A better year ahead?
And so we begin the year. inflation seems to have peaked, interest rates are down, and while we may be headed for a recession, it should be mild. In general, conditions are favorable for the markets this year. 2023 is likely to be better than 2022, perhaps by quite a bit.
That said, there are risks that lie beyond the expected recession. Here in the US, politics is a big concern, with the debt ceiling confrontation at the top of the list. Internationally, we don’t know how or if China’s economy will bounce back from Covid-19. That unknown and the ongoing war in Ukraine continue to keep commodity markets high. And, of course, there are risks that we don’t see yet. Of course, we are not done with turbulences.

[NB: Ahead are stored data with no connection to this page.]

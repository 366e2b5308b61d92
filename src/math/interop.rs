//! Conversions between the fixed-size types and `glam`
//!
//! Both sides store matrices column-major, so conversions are plain copies.

use super::matrix::{Mat2, Mat4, Vec2, Vec3, Vec4};

impl From<Vec2> for glam::Vec2 {
    fn from(v: Vec2) -> Self {
        glam::Vec2::new(v.x(), v.y())
    }
}

impl From<glam::Vec2> for Vec2 {
    fn from(v: glam::Vec2) -> Self {
        Vec2::new(v.x, v.y)
    }
}

impl From<Vec3> for glam::Vec3 {
    fn from(v: Vec3) -> Self {
        glam::Vec3::new(v[0], v[1], v[2])
    }
}

impl From<Vec4> for glam::Vec4 {
    fn from(v: Vec4) -> Self {
        glam::Vec4::new(v[0], v[1], v[2], v[3])
    }
}

impl From<Mat2> for glam::Mat2 {
    fn from(m: Mat2) -> Self {
        glam::Mat2::from_cols_array_2d(m.cols())
    }
}

impl From<Mat4> for glam::Mat4 {
    fn from(m: Mat4) -> Self {
        glam::Mat4::from_cols_array_2d(m.cols())
    }
}

impl From<glam::Mat4> for Mat4 {
    fn from(m: glam::Mat4) -> Self {
        Mat4::from_cols(m.to_cols_array_2d())
    }
}

#[cfg(test)]
mod tests {
    use super::*;

    #[test]
    fn test_vec2_round_trip() {
        let v = Vec2::new(1.5, -2.0);
        let g: glam::Vec2 = v.into();
        assert_eq!(g, glam::Vec2::new(1.5, -2.0));
        assert_eq!(Vec2::from(g), v);
    }

    #[test]
    fn test_mat4_layout_agrees() {
        let m = Mat4::from_slice(&[
            1.0, 2.0, 3.0, 4.0, 5.0, 6.0, 7.0, 8.0, 9.0, 10.0, 11.0, 12.0, 13.0, 14.0, 15.0, 16.0,
        ]);
        let g: glam::Mat4 = m.into();
        // Element (row 1, col 2) in both
        assert_eq!(g.col(2)[1], m.at(1, 2));
        assert_eq!(g.to_cols_array().as_slice(), m.data());
    }
}
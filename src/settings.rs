//! Game settings
//!
//! Window, physics tuning and runner parameters, loaded from JSON. Missing
//! fields fall back to the defaults below.

use std::path::Path;

use anyhow::Context;
use serde::{Deserialize, Serialize};

use crate::channels;
use crate::consts::PADDLE_VEL_TRANSFER;

#[derive(Debug, Clone, PartialEq, Serialize, Deserialize)]
#[serde(default)]
pub struct Settings {
    // === Window ===
    pub window_width: i32,
    pub window_height: i32,
    pub title: String,

    // === Session ===
    /// RNG seed for the launch heading; derived from the clock when absent
    pub seed: Option<u64>,
    /// Right paddle is player-controlled; otherwise the right edge is a wall
    pub two_player: bool,

    // === Physics ===
    /// Strength of the black hole at the window center
    pub central_mass: f32,
    /// Drag coefficient applied above the drag threshold speed
    pub air_resistance: f32,
    /// Share of paddle speed handed to the projectile on a face hit
    pub velocity_transfer: f32,

    // === Headless runner ===
    pub frames: u32,
    /// Fixed frame time (seconds)
    pub frame_time: f32,
}

impl Default for Settings {
    fn default() -> Self {
        Self {
            window_width: 1200,
            window_height: 800,
            title: "Gravity Pong".to_string(),

            seed: None,
            two_player: true,

            central_mass: 0.1,
            air_resistance: 1.0,
            velocity_transfer: PADDLE_VEL_TRANSFER,

            frames: 1440,
            frame_time: 1.0 / 144.0,
        }
    }
}

impl Settings {
    pub fn from_json(json: &str) -> serde_json::Result<Self> {
        serde_json::from_str(json)
    }

    pub fn to_json(&self) -> serde_json::Result<String> {
        serde_json::to_string_pretty(self)
    }

    /// Read settings from a JSON file
    pub fn load(path: impl AsRef<Path>) -> anyhow::Result<Self> {
        let path = path.as_ref();
        let json = std::fs::read_to_string(path)
            .with_context(|| format!("reading settings from {}", path.display()))?;
        let settings = Self::from_json(&json)
            .with_context(|| format!("parsing settings in {}", path.display()))?;
        log::info!(target: channels::GAME, "Loaded settings from {}", path.display());
        Ok(settings)
    }

    pub fn window_size(&self) -> (i32, i32) {
        (self.window_width, self.window_height)
    }
}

As we look ahead, despite the risks, the signs are that things will be better six months from now than they are today. Debt ceiling confrontation will be resolved. We will know where we are in the recession. And inflation and rates should continue to decline. While things are likely to improve, downside risks tend to be contained over time to where we are now.
Not a bad place
Overall, we’re not in a bad place to start the year. The risks are real, but we are increasingly moving past many of them into more positive territory. As we have seen, market turbulence is normal. But as investors, we need to keep looking at our long-term goals. The coming year, despite the real concerns, looks positive.